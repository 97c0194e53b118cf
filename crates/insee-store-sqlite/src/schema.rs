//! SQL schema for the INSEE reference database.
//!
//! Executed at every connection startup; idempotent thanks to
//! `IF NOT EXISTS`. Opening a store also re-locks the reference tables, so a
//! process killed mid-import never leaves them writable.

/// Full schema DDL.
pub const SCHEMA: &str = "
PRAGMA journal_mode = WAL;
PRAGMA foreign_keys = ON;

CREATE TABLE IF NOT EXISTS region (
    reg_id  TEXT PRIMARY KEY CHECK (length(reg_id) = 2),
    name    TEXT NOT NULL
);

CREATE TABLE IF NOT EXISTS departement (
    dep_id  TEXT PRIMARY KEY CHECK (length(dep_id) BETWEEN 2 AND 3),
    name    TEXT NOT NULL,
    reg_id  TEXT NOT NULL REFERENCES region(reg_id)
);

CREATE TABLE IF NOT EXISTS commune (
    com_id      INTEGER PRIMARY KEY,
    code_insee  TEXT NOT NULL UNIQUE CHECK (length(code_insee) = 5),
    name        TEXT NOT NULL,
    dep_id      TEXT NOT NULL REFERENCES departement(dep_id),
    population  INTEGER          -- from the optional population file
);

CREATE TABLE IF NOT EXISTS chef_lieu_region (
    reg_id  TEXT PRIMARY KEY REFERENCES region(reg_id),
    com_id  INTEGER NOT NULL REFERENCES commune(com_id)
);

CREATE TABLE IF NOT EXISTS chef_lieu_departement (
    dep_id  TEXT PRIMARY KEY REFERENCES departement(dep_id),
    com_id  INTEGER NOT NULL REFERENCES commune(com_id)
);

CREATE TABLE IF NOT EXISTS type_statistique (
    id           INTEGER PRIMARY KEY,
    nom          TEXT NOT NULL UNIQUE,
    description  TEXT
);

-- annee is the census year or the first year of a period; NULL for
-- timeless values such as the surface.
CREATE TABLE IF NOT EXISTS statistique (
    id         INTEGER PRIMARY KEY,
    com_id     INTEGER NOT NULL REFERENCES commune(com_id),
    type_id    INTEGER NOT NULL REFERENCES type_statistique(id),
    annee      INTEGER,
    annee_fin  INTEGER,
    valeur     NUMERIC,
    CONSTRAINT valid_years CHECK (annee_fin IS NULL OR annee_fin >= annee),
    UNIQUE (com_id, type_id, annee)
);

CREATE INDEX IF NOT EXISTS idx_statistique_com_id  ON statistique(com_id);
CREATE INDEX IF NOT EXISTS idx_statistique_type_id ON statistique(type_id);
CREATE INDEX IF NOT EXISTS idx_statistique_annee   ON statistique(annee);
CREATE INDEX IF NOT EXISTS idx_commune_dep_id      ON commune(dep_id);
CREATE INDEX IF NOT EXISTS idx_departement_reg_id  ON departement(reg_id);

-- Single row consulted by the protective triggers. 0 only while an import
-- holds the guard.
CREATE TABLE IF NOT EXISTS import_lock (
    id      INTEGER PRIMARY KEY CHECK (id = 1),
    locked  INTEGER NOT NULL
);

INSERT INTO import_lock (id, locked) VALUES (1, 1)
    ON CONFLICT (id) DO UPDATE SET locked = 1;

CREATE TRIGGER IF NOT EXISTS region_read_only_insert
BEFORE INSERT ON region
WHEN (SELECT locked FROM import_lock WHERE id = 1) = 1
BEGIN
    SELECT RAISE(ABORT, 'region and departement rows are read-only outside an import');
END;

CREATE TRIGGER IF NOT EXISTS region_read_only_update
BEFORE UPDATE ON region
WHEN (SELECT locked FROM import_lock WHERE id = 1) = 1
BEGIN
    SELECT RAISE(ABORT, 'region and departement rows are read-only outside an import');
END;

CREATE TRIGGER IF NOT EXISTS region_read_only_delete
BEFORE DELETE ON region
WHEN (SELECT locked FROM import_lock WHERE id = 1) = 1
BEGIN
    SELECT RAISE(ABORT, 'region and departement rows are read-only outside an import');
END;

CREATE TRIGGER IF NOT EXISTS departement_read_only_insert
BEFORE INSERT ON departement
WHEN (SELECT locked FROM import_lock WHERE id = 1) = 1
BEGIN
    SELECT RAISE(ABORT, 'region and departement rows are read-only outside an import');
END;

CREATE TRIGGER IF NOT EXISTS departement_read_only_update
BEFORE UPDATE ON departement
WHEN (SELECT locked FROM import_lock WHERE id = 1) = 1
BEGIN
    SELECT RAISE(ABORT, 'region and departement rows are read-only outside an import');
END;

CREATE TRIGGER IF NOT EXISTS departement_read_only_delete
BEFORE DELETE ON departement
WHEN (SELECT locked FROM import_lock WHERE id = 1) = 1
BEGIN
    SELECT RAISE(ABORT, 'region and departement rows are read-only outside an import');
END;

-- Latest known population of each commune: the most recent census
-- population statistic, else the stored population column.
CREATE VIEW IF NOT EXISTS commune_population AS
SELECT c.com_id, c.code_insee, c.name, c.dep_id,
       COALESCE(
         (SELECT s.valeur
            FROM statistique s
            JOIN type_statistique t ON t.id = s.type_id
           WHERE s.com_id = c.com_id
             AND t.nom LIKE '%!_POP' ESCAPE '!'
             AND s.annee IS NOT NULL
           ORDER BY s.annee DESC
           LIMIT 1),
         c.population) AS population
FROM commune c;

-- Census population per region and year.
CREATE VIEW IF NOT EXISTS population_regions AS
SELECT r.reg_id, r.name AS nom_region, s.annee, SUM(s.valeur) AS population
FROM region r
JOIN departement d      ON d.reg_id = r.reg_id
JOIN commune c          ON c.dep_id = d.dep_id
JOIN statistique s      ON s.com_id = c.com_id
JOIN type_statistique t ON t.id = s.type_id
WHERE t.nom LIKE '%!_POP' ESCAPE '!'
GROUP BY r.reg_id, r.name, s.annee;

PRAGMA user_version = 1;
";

**TASK ITEM**
Every line in the records above with the string "UNIQUE" in it should be shown.

**RESULT**
    code_insee  TEXT NOT NULL UNIQUE CHECK (length(code_insee) = 5),
    nom          TEXT NOT NULL UNIQUE,
    UNIQUE (com_id, type_id, annee)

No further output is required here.